Search the entries for the word "Appends". Copy every line that holds it.

━━━━━━━━

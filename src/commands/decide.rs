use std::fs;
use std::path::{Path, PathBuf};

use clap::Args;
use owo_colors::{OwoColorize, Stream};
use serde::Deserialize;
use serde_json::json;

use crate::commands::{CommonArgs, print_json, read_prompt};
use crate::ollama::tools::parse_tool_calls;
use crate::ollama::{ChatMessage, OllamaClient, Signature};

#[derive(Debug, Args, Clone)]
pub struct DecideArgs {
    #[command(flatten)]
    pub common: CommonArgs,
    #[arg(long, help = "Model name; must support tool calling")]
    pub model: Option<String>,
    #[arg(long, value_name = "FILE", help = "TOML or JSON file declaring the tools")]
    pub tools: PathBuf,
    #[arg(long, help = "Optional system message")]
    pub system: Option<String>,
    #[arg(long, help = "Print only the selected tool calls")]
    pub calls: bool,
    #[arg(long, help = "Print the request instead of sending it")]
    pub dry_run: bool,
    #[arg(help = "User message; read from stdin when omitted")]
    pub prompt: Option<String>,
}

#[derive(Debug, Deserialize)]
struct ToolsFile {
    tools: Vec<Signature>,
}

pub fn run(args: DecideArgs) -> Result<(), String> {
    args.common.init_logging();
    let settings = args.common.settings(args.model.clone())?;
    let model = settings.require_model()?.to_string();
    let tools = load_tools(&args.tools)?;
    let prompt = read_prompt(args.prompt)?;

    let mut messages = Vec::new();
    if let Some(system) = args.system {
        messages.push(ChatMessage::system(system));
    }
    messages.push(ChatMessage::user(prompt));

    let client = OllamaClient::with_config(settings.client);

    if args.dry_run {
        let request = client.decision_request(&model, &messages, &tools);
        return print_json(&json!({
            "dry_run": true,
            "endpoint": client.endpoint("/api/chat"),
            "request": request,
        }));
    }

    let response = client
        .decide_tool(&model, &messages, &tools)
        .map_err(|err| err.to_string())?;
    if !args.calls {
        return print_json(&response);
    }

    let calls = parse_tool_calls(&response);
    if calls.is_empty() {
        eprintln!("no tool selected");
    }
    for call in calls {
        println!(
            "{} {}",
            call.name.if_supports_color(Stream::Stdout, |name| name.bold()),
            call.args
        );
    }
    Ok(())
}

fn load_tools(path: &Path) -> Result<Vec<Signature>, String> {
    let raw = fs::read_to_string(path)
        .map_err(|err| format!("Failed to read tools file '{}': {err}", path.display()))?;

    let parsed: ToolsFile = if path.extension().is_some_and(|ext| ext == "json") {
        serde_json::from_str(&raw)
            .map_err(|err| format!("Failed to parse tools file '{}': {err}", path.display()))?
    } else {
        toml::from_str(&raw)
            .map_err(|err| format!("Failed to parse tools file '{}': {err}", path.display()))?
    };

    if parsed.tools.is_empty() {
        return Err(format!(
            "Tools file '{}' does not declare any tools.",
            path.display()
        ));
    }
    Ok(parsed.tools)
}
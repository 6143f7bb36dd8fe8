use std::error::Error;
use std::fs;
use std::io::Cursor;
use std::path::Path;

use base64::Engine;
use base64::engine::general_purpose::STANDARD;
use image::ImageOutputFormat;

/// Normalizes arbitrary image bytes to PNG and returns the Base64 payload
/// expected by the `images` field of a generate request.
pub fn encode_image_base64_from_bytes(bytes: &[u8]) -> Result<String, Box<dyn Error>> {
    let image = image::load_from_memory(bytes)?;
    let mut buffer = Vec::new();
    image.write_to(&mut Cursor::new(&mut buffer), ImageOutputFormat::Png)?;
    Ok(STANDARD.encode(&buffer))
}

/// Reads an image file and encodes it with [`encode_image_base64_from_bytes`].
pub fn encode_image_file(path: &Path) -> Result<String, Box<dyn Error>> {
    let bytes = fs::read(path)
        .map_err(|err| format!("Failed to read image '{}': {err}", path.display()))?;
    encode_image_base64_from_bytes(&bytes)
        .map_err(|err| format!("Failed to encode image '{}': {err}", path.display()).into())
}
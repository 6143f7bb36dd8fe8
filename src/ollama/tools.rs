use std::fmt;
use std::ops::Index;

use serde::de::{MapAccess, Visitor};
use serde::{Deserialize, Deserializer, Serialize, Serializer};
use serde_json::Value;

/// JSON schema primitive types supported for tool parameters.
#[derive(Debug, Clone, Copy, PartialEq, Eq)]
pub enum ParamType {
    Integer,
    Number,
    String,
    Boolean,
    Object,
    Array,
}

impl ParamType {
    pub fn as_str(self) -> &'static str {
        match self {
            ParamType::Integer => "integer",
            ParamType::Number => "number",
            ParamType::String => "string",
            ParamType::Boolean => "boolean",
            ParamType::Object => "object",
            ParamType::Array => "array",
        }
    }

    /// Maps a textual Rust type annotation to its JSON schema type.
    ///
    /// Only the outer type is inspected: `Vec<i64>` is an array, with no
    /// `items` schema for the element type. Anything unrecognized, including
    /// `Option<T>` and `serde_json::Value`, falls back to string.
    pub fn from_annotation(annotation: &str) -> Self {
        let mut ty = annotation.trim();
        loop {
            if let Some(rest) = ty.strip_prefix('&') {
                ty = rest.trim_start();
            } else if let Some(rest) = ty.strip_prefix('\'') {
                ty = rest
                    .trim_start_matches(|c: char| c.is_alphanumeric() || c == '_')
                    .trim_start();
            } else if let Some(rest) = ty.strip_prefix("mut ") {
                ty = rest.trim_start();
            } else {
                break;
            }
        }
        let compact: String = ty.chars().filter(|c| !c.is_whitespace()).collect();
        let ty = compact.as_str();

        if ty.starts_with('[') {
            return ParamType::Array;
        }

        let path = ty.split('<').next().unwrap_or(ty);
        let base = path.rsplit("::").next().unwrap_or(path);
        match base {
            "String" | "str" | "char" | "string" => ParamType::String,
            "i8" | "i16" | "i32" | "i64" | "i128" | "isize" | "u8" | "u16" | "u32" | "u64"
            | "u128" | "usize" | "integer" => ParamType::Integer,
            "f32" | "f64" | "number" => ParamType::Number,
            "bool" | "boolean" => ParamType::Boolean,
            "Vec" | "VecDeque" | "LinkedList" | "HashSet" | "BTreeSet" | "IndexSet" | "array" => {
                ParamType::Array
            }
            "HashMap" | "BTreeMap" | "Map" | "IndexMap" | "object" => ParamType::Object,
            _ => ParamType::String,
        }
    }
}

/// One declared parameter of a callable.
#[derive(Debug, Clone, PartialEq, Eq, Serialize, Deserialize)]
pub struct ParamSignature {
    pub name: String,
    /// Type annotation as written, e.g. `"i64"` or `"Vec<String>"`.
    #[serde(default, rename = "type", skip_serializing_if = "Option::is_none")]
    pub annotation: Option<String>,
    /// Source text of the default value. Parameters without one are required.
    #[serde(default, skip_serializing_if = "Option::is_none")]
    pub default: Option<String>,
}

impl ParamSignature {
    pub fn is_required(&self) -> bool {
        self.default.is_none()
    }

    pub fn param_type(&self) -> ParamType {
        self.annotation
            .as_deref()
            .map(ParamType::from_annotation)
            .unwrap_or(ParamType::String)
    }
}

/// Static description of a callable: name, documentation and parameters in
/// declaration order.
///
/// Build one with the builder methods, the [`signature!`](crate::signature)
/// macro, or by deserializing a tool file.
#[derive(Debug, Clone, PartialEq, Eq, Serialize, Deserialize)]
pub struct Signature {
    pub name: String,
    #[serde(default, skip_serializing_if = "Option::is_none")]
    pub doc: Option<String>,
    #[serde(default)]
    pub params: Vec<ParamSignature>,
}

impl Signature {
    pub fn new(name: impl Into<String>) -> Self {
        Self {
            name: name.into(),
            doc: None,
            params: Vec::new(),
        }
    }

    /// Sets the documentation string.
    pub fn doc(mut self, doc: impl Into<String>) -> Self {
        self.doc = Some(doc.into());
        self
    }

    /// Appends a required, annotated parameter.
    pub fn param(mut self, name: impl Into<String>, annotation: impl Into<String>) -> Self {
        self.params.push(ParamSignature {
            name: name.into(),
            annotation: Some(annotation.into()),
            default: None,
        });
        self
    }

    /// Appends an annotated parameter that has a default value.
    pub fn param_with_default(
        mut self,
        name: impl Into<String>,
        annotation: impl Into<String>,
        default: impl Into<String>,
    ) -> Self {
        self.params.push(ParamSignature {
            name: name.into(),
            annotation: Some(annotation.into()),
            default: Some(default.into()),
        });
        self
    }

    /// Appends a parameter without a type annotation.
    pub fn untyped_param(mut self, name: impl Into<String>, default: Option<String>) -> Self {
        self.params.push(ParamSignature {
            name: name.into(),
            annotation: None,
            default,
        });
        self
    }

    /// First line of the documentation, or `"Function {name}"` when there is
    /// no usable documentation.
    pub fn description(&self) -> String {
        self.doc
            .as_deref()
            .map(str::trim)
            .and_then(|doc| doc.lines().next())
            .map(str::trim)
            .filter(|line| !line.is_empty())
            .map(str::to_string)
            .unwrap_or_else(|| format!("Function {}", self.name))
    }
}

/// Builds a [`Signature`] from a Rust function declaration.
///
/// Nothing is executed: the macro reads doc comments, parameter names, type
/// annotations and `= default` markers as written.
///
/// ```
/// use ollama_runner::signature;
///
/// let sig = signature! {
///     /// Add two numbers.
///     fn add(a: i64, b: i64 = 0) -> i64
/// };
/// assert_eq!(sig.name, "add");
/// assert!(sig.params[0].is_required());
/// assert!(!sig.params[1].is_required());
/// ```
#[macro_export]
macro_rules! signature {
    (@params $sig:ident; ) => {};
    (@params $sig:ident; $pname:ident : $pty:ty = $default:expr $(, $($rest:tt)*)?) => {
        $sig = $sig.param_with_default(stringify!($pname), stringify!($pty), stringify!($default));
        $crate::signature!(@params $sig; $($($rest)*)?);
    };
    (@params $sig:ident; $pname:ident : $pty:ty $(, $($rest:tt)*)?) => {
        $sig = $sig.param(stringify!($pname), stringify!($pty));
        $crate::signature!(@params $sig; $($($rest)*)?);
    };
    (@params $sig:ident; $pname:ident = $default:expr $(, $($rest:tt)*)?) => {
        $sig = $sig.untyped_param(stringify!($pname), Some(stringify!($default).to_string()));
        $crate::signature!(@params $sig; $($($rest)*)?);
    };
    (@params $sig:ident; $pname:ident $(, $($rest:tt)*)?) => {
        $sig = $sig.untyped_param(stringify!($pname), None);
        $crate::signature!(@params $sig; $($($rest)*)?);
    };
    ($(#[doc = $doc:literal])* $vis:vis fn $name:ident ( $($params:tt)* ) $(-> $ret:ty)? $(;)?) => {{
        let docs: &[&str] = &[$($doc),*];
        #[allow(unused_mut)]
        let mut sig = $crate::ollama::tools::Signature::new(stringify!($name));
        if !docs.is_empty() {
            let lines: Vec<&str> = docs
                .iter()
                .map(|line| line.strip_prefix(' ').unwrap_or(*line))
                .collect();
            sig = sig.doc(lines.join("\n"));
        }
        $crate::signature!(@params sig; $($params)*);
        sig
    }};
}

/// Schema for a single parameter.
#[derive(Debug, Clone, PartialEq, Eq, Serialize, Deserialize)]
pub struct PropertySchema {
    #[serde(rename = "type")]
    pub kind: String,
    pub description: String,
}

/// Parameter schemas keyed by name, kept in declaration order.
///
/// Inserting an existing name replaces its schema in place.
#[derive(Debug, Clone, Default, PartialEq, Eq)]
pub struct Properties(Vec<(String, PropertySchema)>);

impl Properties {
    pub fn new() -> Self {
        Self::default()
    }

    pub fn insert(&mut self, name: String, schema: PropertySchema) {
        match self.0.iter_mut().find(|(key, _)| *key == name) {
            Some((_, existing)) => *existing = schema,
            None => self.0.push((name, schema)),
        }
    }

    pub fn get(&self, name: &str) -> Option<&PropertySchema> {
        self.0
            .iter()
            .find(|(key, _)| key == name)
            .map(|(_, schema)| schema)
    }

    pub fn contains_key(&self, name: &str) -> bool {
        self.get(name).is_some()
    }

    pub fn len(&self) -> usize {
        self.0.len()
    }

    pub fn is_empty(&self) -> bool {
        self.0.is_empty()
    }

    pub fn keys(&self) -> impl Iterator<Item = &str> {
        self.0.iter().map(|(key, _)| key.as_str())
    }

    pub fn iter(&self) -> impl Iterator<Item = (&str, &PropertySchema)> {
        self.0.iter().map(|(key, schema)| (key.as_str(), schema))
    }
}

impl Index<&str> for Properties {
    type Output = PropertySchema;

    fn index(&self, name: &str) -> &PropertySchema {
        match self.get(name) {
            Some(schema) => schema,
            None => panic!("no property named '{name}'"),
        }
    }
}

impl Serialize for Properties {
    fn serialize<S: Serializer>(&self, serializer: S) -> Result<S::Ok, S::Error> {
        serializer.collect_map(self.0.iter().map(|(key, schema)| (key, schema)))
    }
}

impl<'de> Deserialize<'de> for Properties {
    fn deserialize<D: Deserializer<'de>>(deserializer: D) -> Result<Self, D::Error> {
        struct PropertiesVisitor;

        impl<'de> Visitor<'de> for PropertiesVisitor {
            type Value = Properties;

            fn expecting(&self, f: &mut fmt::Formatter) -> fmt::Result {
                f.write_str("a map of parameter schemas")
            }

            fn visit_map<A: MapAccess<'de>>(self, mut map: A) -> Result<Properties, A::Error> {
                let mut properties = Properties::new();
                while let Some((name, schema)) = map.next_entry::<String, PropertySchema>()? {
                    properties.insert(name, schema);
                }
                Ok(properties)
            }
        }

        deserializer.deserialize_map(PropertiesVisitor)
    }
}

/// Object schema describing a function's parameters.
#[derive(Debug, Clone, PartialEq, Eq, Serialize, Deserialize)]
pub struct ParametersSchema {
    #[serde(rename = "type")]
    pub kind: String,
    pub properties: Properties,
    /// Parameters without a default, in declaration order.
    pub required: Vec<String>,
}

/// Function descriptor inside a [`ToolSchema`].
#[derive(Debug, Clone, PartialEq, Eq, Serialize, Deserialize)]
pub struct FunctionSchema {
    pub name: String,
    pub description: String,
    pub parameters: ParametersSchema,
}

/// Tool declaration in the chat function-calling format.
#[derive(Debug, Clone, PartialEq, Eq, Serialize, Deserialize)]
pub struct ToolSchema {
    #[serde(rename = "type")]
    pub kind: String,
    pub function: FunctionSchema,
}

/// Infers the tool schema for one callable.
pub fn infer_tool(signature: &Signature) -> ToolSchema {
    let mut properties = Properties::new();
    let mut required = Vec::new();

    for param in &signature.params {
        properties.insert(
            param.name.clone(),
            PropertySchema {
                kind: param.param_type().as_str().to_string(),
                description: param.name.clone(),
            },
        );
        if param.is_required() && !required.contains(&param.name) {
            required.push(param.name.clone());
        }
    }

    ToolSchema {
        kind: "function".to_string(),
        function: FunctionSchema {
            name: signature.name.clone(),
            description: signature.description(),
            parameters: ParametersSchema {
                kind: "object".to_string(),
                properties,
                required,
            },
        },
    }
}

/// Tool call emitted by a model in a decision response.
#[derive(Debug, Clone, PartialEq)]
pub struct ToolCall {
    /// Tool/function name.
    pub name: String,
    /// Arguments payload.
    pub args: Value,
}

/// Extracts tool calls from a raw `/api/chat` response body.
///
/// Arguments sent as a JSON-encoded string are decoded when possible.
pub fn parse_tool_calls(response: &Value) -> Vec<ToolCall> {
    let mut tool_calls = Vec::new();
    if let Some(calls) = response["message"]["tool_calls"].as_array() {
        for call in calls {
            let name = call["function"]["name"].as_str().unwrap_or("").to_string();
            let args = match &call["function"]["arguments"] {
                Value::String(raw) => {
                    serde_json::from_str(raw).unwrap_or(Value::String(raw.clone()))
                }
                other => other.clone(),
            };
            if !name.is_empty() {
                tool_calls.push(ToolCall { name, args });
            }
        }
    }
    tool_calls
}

━━━━━━━━

__Exercise solution__
    /// Appends a required, annotated parameter.
    /// Appends an annotated parameter that has a default value.
    /// Appends a parameter without a type annotation.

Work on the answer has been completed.